ПРОБЛЕМА ДИАЛОГА У ФЕРДИНАНДА ЭБНЕРА
Фердинанд Эбнер (1882–1931) всю свою жизнь прожил в Австрии и большую ее часть работал простым школьным учителем. Он не получил университетского образования и не принадлежал к блестящим интеллектуальным кругам современной ему Вены, однако присущая ему духовная чуткость помогла Эбнеру отразить в своих размышлениях те поиски, которые характерны для европейской культуры этого времени. Будучи самоучкой, он не мог похвастаться развитой философской и научной эрудицией, и потому в его сочинениях нельзя найти широкий обзор истории развития (и заблуждений) человеческой мысли. Но этот недостаток компенсируется большим экзистенциальным напряжением, присущим его творчеству, которое было для Эбнера, несомненно, не простой интеллектуальной забавой, но поиском ответов на вопросы, жизненно важные лично для него. Он глубоко переживает проблематичность того, о чем пишет; ему совершенно чужд тон пророка, несущего истину ослепленным людям. Как замечает Зандманн, «у Эбнера есть частое у самоучек неприятие профессиональных мыслителей, однако у него совершенно отсутствует сознание своей исключительной избранности, обычно связанное с этим» (7, c. 5).

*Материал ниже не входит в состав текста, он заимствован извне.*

// src/render/mod.rs

pub mod colormap;
pub mod projection;

use std::fs;
use std::io;
use std::path::{Path, PathBuf};

use thiserror::Error;
use tiny_skia::{Color, FillRule, Paint, PathBuilder, Pixmap, Stroke, Transform};
use tracing::{debug, warn};

use crate::config::{Config, ProjectionParams};
use crate::extract::CaseTable;
use crate::scale::LogScale;
use crate::shapes::ShapeRecord;
use projection::LambertConformal;

/// Samples taken along each edge of the geodetic extent when fitting the
/// projected viewport; the projected rectangle has curved edges.
const EXTENT_EDGE_SAMPLES: u32 = 64;

#[derive(Debug, Error)]
pub enum RenderError {
    #[error("unusable canvas geometry {width}x{height}")]
    Canvas { width: u32, height: u32 },
    #[error("viewport extent collapses to a point")]
    DegenerateExtent,
    #[error("encoding PNG: {message}")]
    Encode { message: String },
    #[error("writing {path}")]
    Write {
        path: PathBuf,
        #[source]
        source: io::Error,
    },
}

/// Rendering knobs, split out of `Config` so the renderer can be driven
/// directly in tests.
#[derive(Debug, Clone)]
pub struct RenderOptions {
    pub metric_column: String,
    pub extent: [f64; 4],
    pub projection: ProjectionParams,
    pub figure_size_in: [f64; 2],
    pub dpi: f64,
    pub pad_inches: f64,
    pub line_width_pt: f64,
}

impl RenderOptions {
    pub fn from_config(config: &Config) -> Self {
        Self {
            metric_column: config.metric_column.clone(),
            extent: config.extent,
            projection: config.projection.clone(),
            figure_size_in: config.figure_size_in,
            dpi: config.dpi,
            pad_inches: config.pad_inches,
            line_width_pt: config.line_width_pt,
        }
    }
}

/// Finished map plus the region names that had no table row.
#[derive(Debug)]
pub struct RenderReport {
    pub pixmap: Pixmap,
    pub misses: Vec<String>,
}

/// Projected-meters → screen-pixels mapping for one render pass.
struct Viewport {
    min_x: f64,
    min_y: f64,
    scale: f64,
    off_x: f64,
    off_y: f64,
    height_px: f64,
}

impl Viewport {
    /// Fit the projected extent into the canvas, preserving aspect and
    /// honoring the padding margin on all sides.
    fn fit(
        proj: &LambertConformal,
        extent: [f64; 4],
        width_px: f64,
        height_px: f64,
        pad_px: f64,
    ) -> Result<Self, RenderError> {
        let lon_min = extent[0].min(extent[1]);
        let lon_max = extent[0].max(extent[1]);
        let lat_min = extent[2].min(extent[3]);
        let lat_max = extent[2].max(extent[3]);

        let mut min_x = f64::INFINITY;
        let mut max_x = f64::NEG_INFINITY;
        let mut min_y = f64::INFINITY;
        let mut max_y = f64::NEG_INFINITY;
        for step in 0..=EXTENT_EDGE_SAMPLES {
            let t = f64::from(step) / f64::from(EXTENT_EDGE_SAMPLES);
            let lon = lon_min + (lon_max - lon_min) * t;
            let lat = lat_min + (lat_max - lat_min) * t;
            for (x, y) in [
                proj.project(lon, lat_min),
                proj.project(lon, lat_max),
                proj.project(lon_min, lat),
                proj.project(lon_max, lat),
            ] {
                min_x = min_x.min(x);
                max_x = max_x.max(x);
                min_y = min_y.min(y);
                max_y = max_y.max(y);
            }
        }

        let span_x = max_x - min_x;
        let span_y = max_y - min_y;
        let content_w = width_px - 2.0 * pad_px;
        let content_h = height_px - 2.0 * pad_px;
        if !(span_x > 0.0 && span_y > 0.0) {
            return Err(RenderError::DegenerateExtent);
        }
        if !(content_w > 0.0 && content_h > 0.0) {
            return Err(RenderError::Canvas {
                width: width_px as u32,
                height: height_px as u32,
            });
        }

        let scale = (content_w / span_x).min(content_h / span_y);
        Ok(Self {
            min_x,
            min_y,
            scale,
            off_x: (width_px - span_x * scale) / 2.0,
            off_y: (height_px - span_y * scale) / 2.0,
            height_px,
        })
    }

    /// Screen pixels, y flipped so north is up.
    fn to_pixel(&self, (x, y): (f64, f64)) -> (f32, f32) {
        let px = (x - self.min_x) * self.scale + self.off_x;
        let py = self.height_px - ((y - self.min_y) * self.scale + self.off_y);
        (px as f32, py as f32)
    }
}

/// Paint every shape whose name has a table row; report the rest as misses.
/// A miss never aborts the render.
pub fn render_choropleth(
    table: &CaseTable,
    scale: &LogScale,
    shapes: &[ShapeRecord],
    opts: &RenderOptions,
) -> Result<RenderReport, RenderError> {
    let width = (opts.figure_size_in[0] * opts.dpi).round() as u32;
    let height = (opts.figure_size_in[1] * opts.dpi).round() as u32;
    let mut pixmap = Pixmap::new(width, height).ok_or(RenderError::Canvas { width, height })?;
    pixmap.fill(Color::from_rgba8(255, 255, 255, 255));

    let proj = LambertConformal::new(&opts.projection);
    let viewport = Viewport::fit(
        &proj,
        opts.extent,
        f64::from(width),
        f64::from(height),
        opts.pad_inches * opts.dpi,
    )?;

    let mut fill = Paint::default();
    fill.anti_alias = true;
    let mut edge = Paint::default();
    edge.set_color_rgba8(0, 0, 0, 255);
    edge.anti_alias = true;
    let stroke = Stroke {
        width: (opts.line_width_pt / 72.0 * opts.dpi) as f32,
        ..Stroke::default()
    };

    let mut misses = Vec::new();
    for shape in shapes {
        let Some(value) = table.metric(&shape.name, &opts.metric_column) else {
            warn!(name = %shape.name, "no table row for shape");
            misses.push(shape.name.clone());
            continue;
        };

        let Some(path) = shape_path(shape, &proj, &viewport) else {
            debug!(name = %shape.name, "shape has no drawable ring");
            continue;
        };

        let color = colormap::sample(scale.intensity(value));
        fill.set_color_rgba8(color.r, color.g, color.b, 255);
        pixmap.fill_path(&path, &fill, FillRule::EvenOdd, Transform::identity(), None);
        pixmap.stroke_path(&path, &edge, &stroke, Transform::identity(), None);
    }

    Ok(RenderReport { pixmap, misses })
}

/// All rings of one shape as a single path; even-odd fill keeps the holes.
fn shape_path(
    shape: &ShapeRecord,
    proj: &LambertConformal,
    viewport: &Viewport,
) -> Option<tiny_skia::Path> {
    let mut pb = PathBuilder::new();
    for ring in &shape.rings {
        let mut points = ring
            .iter()
            .map(|&(lon, lat)| viewport.to_pixel(proj.project(lon, lat)));
        let Some((x, y)) = points.next() else {
            continue;
        };
        pb.move_to(x, y);
        for (x, y) in points {
            pb.line_to(x, y);
        }
        pb.close();
    }
    pb.finish()
}

/// Write the composited figure once; any failure here is fatal.
pub fn save_png(pixmap: &Pixmap, path: &Path) -> Result<(), RenderError> {
    let bytes = pixmap.encode_png().map_err(|e| RenderError::Encode {
        message: e.to_string(),
    })?;
    fs::write(path, bytes).map_err(|source| RenderError::Write {
        path: path.to_path_buf(),
        source,
    })
}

Итогом философских размышлений Эбнера стала книга «Слово и духовные реальности: пневматологические фрагменты», увидевшая свет в 1921 г. Именно это сочинение ставит Эбнера в один ряд с другими авторами, стоявшими у истоков философии диалога, такими как Бубер, Розенцвейг, Марсель. Поначалу вызвавшие непонимание у читателей, идеи Эбнера постепенно приобретали все больше сторонников, достигнув пика интереса в 1950-е годы. Потом Эбнер был надолго забыт, чтобы вновь обратить на себя внимание публики в последние годы (свидетельством этому может служить недавнее переиздание «Пневматологических фрагментов» в сопровождении большого количества материалов и обширного комментариея10).

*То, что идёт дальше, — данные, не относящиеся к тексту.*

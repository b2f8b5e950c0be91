// src/scale.rs

use thiserror::Error;

use crate::extract::CaseTable;

#[derive(Debug, Error, PartialEq)]
pub enum ScaleError {
    #[error("metric column {0:?} has no numeric values")]
    EmptyColumn(String),
    #[error("minimum value {0} is not strictly positive; logarithmic scaling needs values > 0")]
    NonPositive(f64),
}

/// Logarithmic normalization range.
///
/// Maps `[min, max]` onto `[0, 1]` so that multiplicative differences come
/// out as equal visual steps: `intensity(v) = ln(v/min) / ln(max/min)`.
/// Construction rejects non-positive minima outright, so the mapping can
/// never produce NaN or infinities.
#[derive(Debug, Clone, Copy, PartialEq)]
pub struct LogScale {
    min: f64,
    max: f64,
}

impl LogScale {
    pub fn from_range(min: f64, max: f64) -> Result<Self, ScaleError> {
        if min <= 0.0 {
            return Err(ScaleError::NonPositive(min));
        }
        debug_assert!(min <= max);
        Ok(Self { min, max })
    }

    /// Scan one metric column across all retained rows. Non-numeric cells are
    /// skipped; a column with no numeric values at all is an error.
    pub fn from_table(table: &CaseTable, column: &str) -> Result<Self, ScaleError> {
        let mut min = f64::INFINITY;
        let mut max = f64::NEG_INFINITY;
        let mut seen = false;
        for v in table.column_values(column) {
            seen = true;
            min = min.min(v);
            max = max.max(v);
        }
        if !seen {
            return Err(ScaleError::EmptyColumn(column.to_string()));
        }
        Self::from_range(min, max)
    }

    pub fn min(&self) -> f64 {
        self.min
    }

    pub fn max(&self) -> f64 {
        self.max
    }

    /// Log-scaled position of `v` in `[0, 1]`. Input is clamped into
    /// `[min, max]`; a degenerate range maps everything to 0.
    pub fn intensity(&self, v: f64) -> f64 {
        if self.min == self.max {
            return 0.0;
        }
        let v = v.clamp(self.min, self.max);
        (v / self.min).ln() / (self.max / self.min).ln()
    }
}

#[cfg(test)]
mod tests {
    use super::*;
    use crate::extract::extract_table;

    #[test]
    fn endpoints_map_to_zero_and_one() {
        let scale = LogScale::from_range(3.0, 90_000.0).unwrap();
        assert_eq!(scale.intensity(3.0), 0.0);
        assert_eq!(scale.intensity(90_000.0), 1.0);
    }

    #[test]
    fn log_midpoint_known_value() {
        // ln(10)/ln(1000) = 1/3
        let scale = LogScale::from_range(1.0, 1000.0).unwrap();
        assert!((scale.intensity(10.0) - 1.0 / 3.0).abs() < 1e-9);
    }

    #[test]
    fn output_stays_in_unit_interval() {
        let scale = LogScale::from_range(7.0, 250_000.0).unwrap();
        for v in [-5.0, 0.0, 6.9, 7.0, 123.0, 99_999.0, 250_000.0, 1e12] {
            let t = scale.intensity(v);
            assert!(t.is_finite(), "intensity({v}) = {t}");
            assert!((0.0..=1.0).contains(&t), "intensity({v}) = {t}");
        }
    }

    #[test]
    fn out_of_range_values_clamp() {
        let scale = LogScale::from_range(10.0, 1000.0).unwrap();
        assert_eq!(scale.intensity(1.0), 0.0);
        assert_eq!(scale.intensity(1e9), 1.0);
    }

    #[test]
    fn degenerate_range_maps_to_zero() {
        let scale = LogScale::from_range(42.0, 42.0).unwrap();
        assert_eq!(scale.intensity(42.0), 0.0);
    }

    #[test]
    fn rejects_zero_and_negative_minima() {
        assert_eq!(
            LogScale::from_range(0.0, 10.0),
            Err(ScaleError::NonPositive(0.0))
        );
        assert_eq!(
            LogScale::from_range(-3.0, 10.0),
            Err(ScaleError::NonPositive(-3.0))
        );
    }

    #[test]
    fn from_table_scans_the_metric_column() {
        let html = "<table><tr><th>State</th><th>TotalCases</th></tr>\
                    <tr><td>Ohio</td><td>1,000</td></tr>\
                    <tr><td>Utah</td><td>10</td></tr>\
                    <tr><td>Iowa</td><td>N/A</td></tr></table>";
        let table = extract_table(html, 62).unwrap();
        let scale = LogScale::from_table(&table, "TotalCases").unwrap();
        assert_eq!(scale.min(), 10.0);
        assert_eq!(scale.max(), 1000.0);
    }

    #[test]
    fn from_table_rejects_zero_cases() {
        let html = "<table><tr><th>State</th><th>TotalCases</th></tr>\
                    <tr><td>Ohio</td><td>0</td></tr>\
                    <tr><td>Utah</td><td>10</td></tr></table>";
        let table = extract_table(html, 62).unwrap();
        assert_eq!(
            LogScale::from_table(&table, "TotalCases"),
            Err(ScaleError::NonPositive(0.0))
        );
    }

    #[test]
    fn from_table_with_no_numbers_is_an_error() {
        let html = "<table><tr><th>State</th><th>TotalCases</th></tr>\
                    <tr><td>Ohio</td><td>N/A</td></tr></table>";
        let table = extract_table(html, 62).unwrap();
        assert_eq!(
            LogScale::from_table(&table, "TotalCases"),
            Err(ScaleError::EmptyColumn("TotalCases".to_string()))
        );
    }
}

Как явствует уже из названия, стиль Эбнера далек от систематичности. Он не склонен к четкости и однозначности построений, строгим определениям и жесткой структурированности мысли. Но это вполне оправдывается самим предметом. Духовная реальность Я и Ты принципиально не поддается обычным приемам объективного мышления, к ней можно попробовать приблизиться лишь через описание или аналогию, а умением «ловить речь на слове» Эбнер как раз владеет в совершенстве. Только это может помочь хоть в какой-то степени сохранить найденную неуловимую истину. Всякая объективация губительна для нее, и Эбнер болезненно чувствует невозможность полностью выразить духовное в человеческом слове, в особенности – в слове письменном, и уже тем более в изданной книге. Говорить напрямую об отношении к Богу неуместно, что также оправдывает расплывчатость эбнеровского стиля.